Los cuerpos se ocultan pero no del todo, bajo la tierra y cubiertos con cal, se
hace de ellos un signo que cifra el dominio y el horror. Una tras otra las tumbas
constituyen también una marca sobre el territorio, un mapa del genocidio. Francine
Masiello, para leer la problemática mimética de los autores de la década del ’90,
recupera y resignifica el tropo del desaparecido agregándole una nueva capa de
significados a la emblemática figuración de las décadas anteriores: ante lo efímero de
los valores, figuras y formas del presente, la literatura se hace cargo de la ausencia,
“trabaja con los espacios invisibles. Aquí lo desaparecido ocupa un espacio en la
imagen creadora” (Masiello 88). En este contexto, lo fantasmático no sólo es la
configuración de espacios de restitución simbólica sino que, además, es la irrupción de
lo desaparecido que abre una posibilidad de justicia. Para decirlo de una vez: no se trata
ya meramente de lo fantasmático sino del fantasma, que de acuerdo con la figuración de
Derrida, comporta sentidos éticos y políticos.
El fantasma opera en Derrida como un desestabilizador de la realidad y de la
temporalidad, se encuentra en un entre dos: entre la vida y la muerte, la presencia y la
ausencia, el pasado y el presente, lo visible y lo invisible, lo sensible y lo intangible. Así
como la palabra wake impone a su contexto una ambigüedad irremediable, la presencia
del fantasma desquicia.
El artificio de Macedonio, al igual que el fantasma, está siempre en un entre
dos: se trata de un ciborg, un híbrido entre humano y máquina, entre la vida y la muerte
(o la no vida).

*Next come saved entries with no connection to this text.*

use serde::Deserialize;
use std::path::Path;

use super::ConfigError;

/// Complete YAML configuration structure
///
/// Every field is optional; whatever is left out falls back to environment
/// variables and then to defaults.
///
/// # Example YAML structure
/// ```yaml
/// server:
///   host: "0.0.0.0"
///   port: 3000
///   app_url: "relay.example.com"
///
/// aws:
///   region: "us-east-1"
///
/// transcribe:
///   language: "en-US"
///   sample_rate: 8000
///
/// llm:
///   model: "gpt-4"
///   temperature: 0.9
///   max_tokens: 6000
///   persona: "Emily"
///
/// elevenlabs:
///   voice_id: "XrExE9yKIg1WjnnlVkGX"
///   mode: "streaming"
///
/// supabase:
///   url: "https://project.supabase.co"
///
/// twilio:
///   phone_number: "+15550100"
///
/// pipeline:
///   audio_queue_capacity: 64
///   chunk_queue_capacity: 32
/// ```
#[derive(Debug, Clone, Deserialize, Default)]
#[serde(default)]
pub struct YamlConfig {
    pub server: Option<ServerYaml>,
    pub aws: Option<AwsYaml>,
    pub transcribe: Option<TranscribeYaml>,
    pub llm: Option<LlmYaml>,
    pub elevenlabs: Option<ElevenLabsYaml>,
    pub supabase: Option<SupabaseYaml>,
    pub twilio: Option<TwilioYaml>,
    pub pipeline: Option<PipelineYaml>,
}

#[derive(Debug, Clone, Deserialize, Default)]
#[serde(default)]
pub struct ServerYaml {
    pub host: Option<String>,
    pub port: Option<u16>,
    /// Public host name the carrier reaches this relay on, without scheme.
    pub app_url: Option<String>,
}

#[derive(Debug, Clone, Deserialize, Default)]
#[serde(default)]
pub struct AwsYaml {
    pub region: Option<String>,
    pub access_key_id: Option<String>,
    pub secret_access_key: Option<String>,
}

#[derive(Debug, Clone, Deserialize, Default)]
#[serde(default)]
pub struct TranscribeYaml {
    pub language: Option<String>,
    pub sample_rate: Option<u32>,
}

#[derive(Debug, Clone, Deserialize, Default)]
#[serde(default)]
pub struct LlmYaml {
    pub api_key: Option<String>,
    pub base_url: Option<String>,
    pub model: Option<String>,
    pub temperature: Option<f32>,
    pub max_tokens: Option<u32>,
    pub persona: Option<String>,
}

#[derive(Debug, Clone, Deserialize, Default)]
#[serde(default)]
pub struct ElevenLabsYaml {
    pub api_key: Option<String>,
    pub voice_id: Option<String>,
    pub model_id: Option<String>,
    pub base_url: Option<String>,
    pub output_format: Option<String>,
    /// `request` or `streaming`
    pub mode: Option<String>,
}

#[derive(Debug, Clone, Deserialize, Default)]
#[serde(default)]
pub struct SupabaseYaml {
    pub url: Option<String>,
    pub service_role: Option<String>,
}

#[derive(Debug, Clone, Deserialize, Default)]
#[serde(default)]
pub struct TwilioYaml {
    pub account_sid: Option<String>,
    pub auth_token: Option<String>,
    pub phone_number: Option<String>,
}

#[derive(Debug, Clone, Deserialize, Default)]
#[serde(default)]
pub struct PipelineYaml {
    pub audio_queue_capacity: Option<usize>,
    pub chunk_queue_capacity: Option<usize>,
}

impl YamlConfig {
    /// Load configuration from a YAML file
    ///
    /// # Errors
    /// Returns an error if the file cannot be read or the YAML is malformed.
    pub fn from_file(path: &Path) -> Result<Self, ConfigError> {
        let contents = std::fs::read_to_string(path).map_err(|e| ConfigError::Read {
            path: path.display().to_string(),
            message: e.to_string(),
        })?;

        serde_yaml::from_str(&contents).map_err(|e| ConfigError::Parse(e.to_string()))
    }
}

#[cfg(test)]
mod tests {
    use super::*;
    use std::fs;
    use tempfile::TempDir;

    #[test]
    fn test_yaml_config_full() {
        let yaml = r#"
server:
  host: "127.0.0.1"
  port: 8080
  app_url: "relay.example.com"

aws:
  region: "eu-west-1"
  access_key_id: "AKIA"
  secret_access_key: "secret"

transcribe:
  language: "en-GB"
  sample_rate: 16000

llm:
  api_key: "sk-test"
  model: "gpt-4o"
  temperature: 0.5
  max_tokens: 256
  persona: "Ava"

elevenlabs:
  api_key: "xi-test"
  voice_id: "voice-1"
  mode: "streaming"

supabase:
  url: "https://db.example.com"
  service_role: "role-key"

twilio:
  account_sid: "AC123"
  auth_token: "token"
  phone_number: "+15550100"

pipeline:
  audio_queue_capacity: 16
  chunk_queue_capacity: 8
"#;

        let config: YamlConfig = serde_yaml::from_str(yaml).unwrap();

        let server = config.server.as_ref().unwrap();
        assert_eq!(server.host.as_deref(), Some("127.0.0.1"));
        assert_eq!(server.port, Some(8080));
        assert_eq!(server.app_url.as_deref(), Some("relay.example.com"));

        let transcribe = config.transcribe.as_ref().unwrap();
        assert_eq!(transcribe.sample_rate, Some(16000));

        let llm = config.llm.as_ref().unwrap();
        assert_eq!(llm.temperature, Some(0.5));
        assert_eq!(llm.persona.as_deref(), Some("Ava"));

        let elevenlabs = config.elevenlabs.as_ref().unwrap();
        assert_eq!(elevenlabs.mode.as_deref(), Some("streaming"));

        let pipeline = config.pipeline.as_ref().unwrap();
        assert_eq!(pipeline.audio_queue_capacity, Some(16));
        assert_eq!(pipeline.chunk_queue_capacity, Some(8));
    }

    #[test]
    fn test_yaml_config_partial() {
        let yaml = r#"
server:
  port: 9000
"#;

        let config: YamlConfig = serde_yaml::from_str(yaml).unwrap();

        let server = config.server.as_ref().unwrap();
        assert_eq!(server.host, None);
        assert_eq!(server.port, Some(9000));
        assert!(config.llm.is_none());
        assert!(config.elevenlabs.is_none());
    }

    #[test]
    fn test_yaml_config_from_file() {
        let temp_dir = TempDir::new().unwrap();
        let config_path = temp_dir.path().join("config.yaml");
        fs::write(&config_path, "llm:\n  model: \"gpt-4o-mini\"\n").unwrap();

        let config = YamlConfig::from_file(&config_path).unwrap();
        assert_eq!(
            config.llm.unwrap().model.as_deref(),
            Some("gpt-4o-mini")
        );
    }

    #[test]
    fn test_yaml_config_missing_file() {
        let err = YamlConfig::from_file(Path::new("/nonexistent/config.yaml")).unwrap_err();
        assert!(matches!(err, ConfigError::Read { .. }));
    }

    #[test]
    fn test_yaml_config_invalid() {
        let temp_dir = TempDir::new().unwrap();
        let config_path = temp_dir.path().join("bad.yaml");
        fs::write(&config_path, "server: [not, a, map]\n").unwrap();

        let err = YamlConfig::from_file(&config_path).unwrap_err();
        assert!(matches!(err, ConfigError::Parse(_)));
    }
}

Inserta entre la memoria social y la trama íntima del recuerdo, la máquina
produce historias que entretejen la realidad con la ficción y abren, como la experiencia
medianera del espejo, un espacio que es a la vez utópico y heterotópico.
Las historias de la máquina escenifican, a través de la traducción y de la
melancolía, la posibilidad literaria de la presentificación de lo ausente. El relato de las
tumbas desconocidas va más allá, así como otros en los que se encuentra implícito el
signo del horror, y pone en evidencia que los lazos fantasmáticos que la literatura tiende
hacia la realidad hacen aparecer aquello que no se puede nombrar. La máquina, como la
llegada del fantasma, supone lejos de una mera invención imaginativa, un mecanismo
de inyucción de los planos ficcionales; logra desbaratar los discursos y prácticas que
conforman el ejercicio del poder por parte del Estado. En la aparición de lo soterrado,
en la manifestación de lo censurado, se esboza un intento de justicia para aquello otro
que no se encuentra presente, una justicia que va más allá del derecho y contempla
“esos otros que no están todavía ahí, presentemente vivos” (Derrida 13).